Archives of the TeradataForum
Message Posted: Thu, 18 Jan 2007 @ 11:27:22 GMT
Subj: | | Re: Multiload Upsert Performance. |
|
From: | | Victor Sokovin |
| I have a general question about Multiload Upsert Performance. | |
| We are considering utilizing Multiload Upserts for the load strategy into many tables in a new subject area of the data warehouse. | |
| We only consider this due to a reduction in complexity for Audits and Control processes. Basically to cheat on the development time up
front In order to shorten our time to production. | |
| My reservation is performance degradation over time as the tables grow (some will grow rapidly, 100's of thousands of records per
day). | |
Eric, I am under the impression that in your question you include both Atomic (our hero Atomic, as discussed during the festive period,
performs two actions in one single pass through the table) and more prosaic but still useful cases of UPDATE and INSERT proper.

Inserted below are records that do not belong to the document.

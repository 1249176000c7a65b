use std::collections::BTreeSet;

use crate::charts::{BarChart, BarSeries, ChartConfig};
use crate::data::developer_tickets::DeveloperCount;
use crate::reports::ordered_unique;
use crate::theme::series_color;

pub struct DeveloperTicketsReport;

impl DeveloperTicketsReport {
    pub fn title() -> &'static str {
        "Breakdown Tickets closed by Developers"
    }

    pub fn subtitle() -> &'static str {
        "Tickets per developer, grouped by creation quarter"
    }

    pub fn chart(rows: &[DeveloperCount]) -> BarChart {
        let developers = ordered_unique(rows.iter().map(|row| row.developer.clone()));
        let quarters: BTreeSet<_> = rows.iter().map(|row| row.quarter).collect();

        let series = quarters
            .into_iter()
            .enumerate()
            .map(|(index, quarter)| {
                let mut series = BarSeries::new(quarter.to_string(), series_color(index));
                for row in rows.iter().filter(|row| row.quarter == quarter) {
                    series.push(row.developer.clone(), row.count as f32);
                }
                series
            })
            .collect();

        BarChart::new(developers, series).with_config(ChartConfig {
            padding: 40.0,
            grid_lines: 4,
            label_gutter: 0.0,
        })
    }
}
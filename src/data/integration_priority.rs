use crate::data::{count_by, non_empty};
use crate::error::DashboardResult;
use crate::filter::TicketView;
use crate::tickets::Priority;

#[derive(Debug, Clone, PartialEq)]
pub struct IntegrationPriorityCount {
    pub integration: String,
    pub priority: Priority,
    pub count: usize,
    pub total: usize,
}

/// Tickets per (integration, priority) for a stacked bar. Integrations are
/// ordered by ascending total, ties by name, and priorities run 1..=4 within
/// each integration.
pub fn integration_by_priority(
    view: &TicketView<'_>,
) -> DashboardResult<Vec<IntegrationPriorityCount>> {
    view.require_rows()?;

    let totals = count_by(view.iter(), |ticket| Some(ticket.integration.clone()));
    let counts = count_by(view.iter(), |ticket| {
        Some((ticket.integration.clone(), ticket.priority))
    });

    let mut rows: Vec<IntegrationPriorityCount> = counts
        .into_iter()
        .map(|((integration, priority), count)| IntegrationPriorityCount {
            total: totals.get(&integration).copied().unwrap_or(count),
            integration,
            priority,
            count,
        })
        .collect();

    rows.sort_by(|a, b| {
        a.total
            .cmp(&b.total)
            .then_with(|| a.integration.cmp(&b.integration))
            .then_with(|| a.priority.cmp(&b.priority))
    });

    non_empty(rows)
}
mod app;
mod charts;
mod config;
mod dashboard;
mod data;
mod error;
#[cfg(test)]
mod fixtures;
mod filter;
mod importing;
mod integrations;
mod message;
mod reports;
mod screens;
mod theme;
mod tickets;

use app::App;
use clap::Parser;
use config::DashboardConfig;
use iced::Settings;
use lucide_icons::LUCIDE_FONT_BYTES;
use tracing::info;
use tracing_subscriber::EnvFilter;

fn main() -> iced::Result {
    let config = DashboardConfig::parse();

    tracing_subscriber::fmt()
        .with_env_filter(
            EnvFilter::try_new(&config.log_filter).unwrap_or_else(|_| EnvFilter::new("info")),
        )
        .init();

    info!(
        "Integrations dashboard v{} starting with {}",
        env!("CARGO_PKG_VERSION"),
        config.csv.display()
    );

    iced::application(move || App::new(config.clone()), App::update, App::view)
        .theme(App::theme)
        .settings(Settings {
            fonts: vec![LUCIDE_FONT_BYTES.into()],
            ..Default::default()
        })
        .window_size((1280.0, 900.0))
        .run()
}
pub mod axis;
pub mod bar;
pub mod gantt;
pub mod model;

pub use bar::BarChart;
pub use gantt::GanttChart;
pub use model::{
    BarLayout, BarSeries, ChartConfig, GanttBar, LegendEntry, Orientation,
};
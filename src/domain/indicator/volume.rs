//! Quote-volume ratio against a rolling mean.

use std::collections::VecDeque;

#[derive(Debug, Clone)]
pub struct VolumeRatio {
    period: usize,
    window: VecDeque<f64>,
}

impl VolumeRatio {
    pub fn new(period: usize) -> Self {
        Self {
            period,
            window: VecDeque::with_capacity(period),
        }
    }

    pub fn period(&self) -> usize {
        self.period
    }

    pub fn push(&mut self, quote_volume: f64) {
        self.window.push_back(quote_volume);
        while self.window.len() > self.period {
            self.window.pop_front();
        }
    }

    /// Mean of the window, 0 until `period` samples are held.
    pub fn average(&self) -> f64 {
        if self.period == 0 || self.window.len() < self.period {
            return 0.0;
        }
        self.window.iter().sum::<f64>() / self.period as f64
    }

    /// `current / average`, or 1.0 while the average is unknown.
    pub fn ratio(&self, current: f64) -> f64 {
        let avg = self.average();
        if avg == 0.0 { 1.0 } else { current / avg }
    }

    /// Ratio of the most recently pushed volume.
    pub fn latest_ratio(&self) -> f64 {
        self.window.back().map_or(1.0, |&v| self.ratio(v))
    }

    /// An unknown average never blocks a signal.
    pub fn is_above_average(&self, current: f64, multiplier: f64) -> bool {
        let avg = self.average();
        avg == 0.0 || current > avg * multiplier
    }
}
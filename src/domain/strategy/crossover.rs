//! Moving average crossover: buy on a golden cross, sell on a death cross
//! or when the exit guard fires.

use super::{ExitGuard, FeeAwareSizing, Strategy};
use crate::domain::indicator::{Cross, IndicatorKind, IndicatorReadings, MovingAverage, detect_cross};
use crate::domain::sizing::SizingConfig;
use crate::domain::tick::MarketTick;
use crate::domain::trade::Trade;

#[derive(Debug, Clone, Copy, PartialEq, Eq)]
pub struct CrossoverParams {
    pub short_period: usize,
    pub long_period: usize,
}

impl Default for CrossoverParams {
    fn default() -> Self {
        Self {
            short_period: 12,
            long_period: 15,
        }
    }
}

#[derive(Debug, Clone)]
pub struct CrossoverStrategy {
    short: MovingAverage,
    long: MovingAverage,
    last_cross: Option<Cross>,
    guard: ExitGuard,
    sizing: SizingConfig,
}

impl CrossoverStrategy {
    pub fn new(params: CrossoverParams, guard: ExitGuard, sizing: SizingConfig) -> Self {
        Self {
            short: MovingAverage::new(params.short_period),
            long: MovingAverage::new(params.long_period),
            last_cross: None,
            guard,
            sizing,
        }
    }

    pub fn short_sma(&self) -> f64 {
        self.short.value()
    }

    pub fn long_sma(&self) -> f64 {
        self.long.value()
    }

    pub fn last_cross(&self) -> Option<Cross> {
        self.last_cross
    }
}

impl FeeAwareSizing for CrossoverStrategy {
    fn sizing_config(&self) -> &SizingConfig {
        &self.sizing
    }
}

impl Strategy for CrossoverStrategy {
    fn name(&self) -> &str {
        "sma-crossover"
    }

    fn required_history(&self) -> usize {
        self.long.period().max(self.short.period()) + 5
    }

    fn on_tick(&mut self, tick: &MarketTick) {
        self.short.push(tick.price);
        self.long.push(tick.price);
        self.last_cross = detect_cross(&self.short, &self.long);
    }

    fn should_buy(&self, _tick: &MarketTick) -> bool {
        self.last_cross == Some(Cross::Golden)
    }

    fn should_sell(&self, tick: &MarketTick) -> bool {
        self.last_cross == Some(Cross::Death) || self.guard.triggered(tick.price)
    }

    fn on_fill(&mut self, trade: &Trade) {
        self.guard.on_fill(trade);
    }

    fn readings(&self) -> IndicatorReadings {
        let mut readings = IndicatorReadings::default();
        readings.push(IndicatorKind::Sma(self.short.period()), self.short.value());
        readings.push(IndicatorKind::Sma(self.long.period()), self.long.value());
        readings
    }
}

The thing to consider if you intend to use the WHERE clause in UPDATE and UPSERT is that you have to specify all the PI columns in it. This
requirement limits your options (if you intend to make the strategy described your sole ETL strategy, definitely spend some time on its
feasibility study!) but ensures the fastest possible access to the data so performance degradation should be exactly in line with the overall
performance degradation expected for the fast-growing tables.
As far as the performance itself (not the rate of its deterioration) is concerned I am not sure the bespoke strategy will be the champion under
all conditions. More traditional DML operations based on staging tables are serious competitors. But if your prime concern is the uniformness of
ETL processes and the ease of their auditing and the logic of your ETL processes suits the strategy then that is not an issue.
Just arrange for some testing. It should not be difficult to "age" the table very fast by repeating the loads and have an estimate of your ETL
times for the next couple of years.
Regards,
Victor
|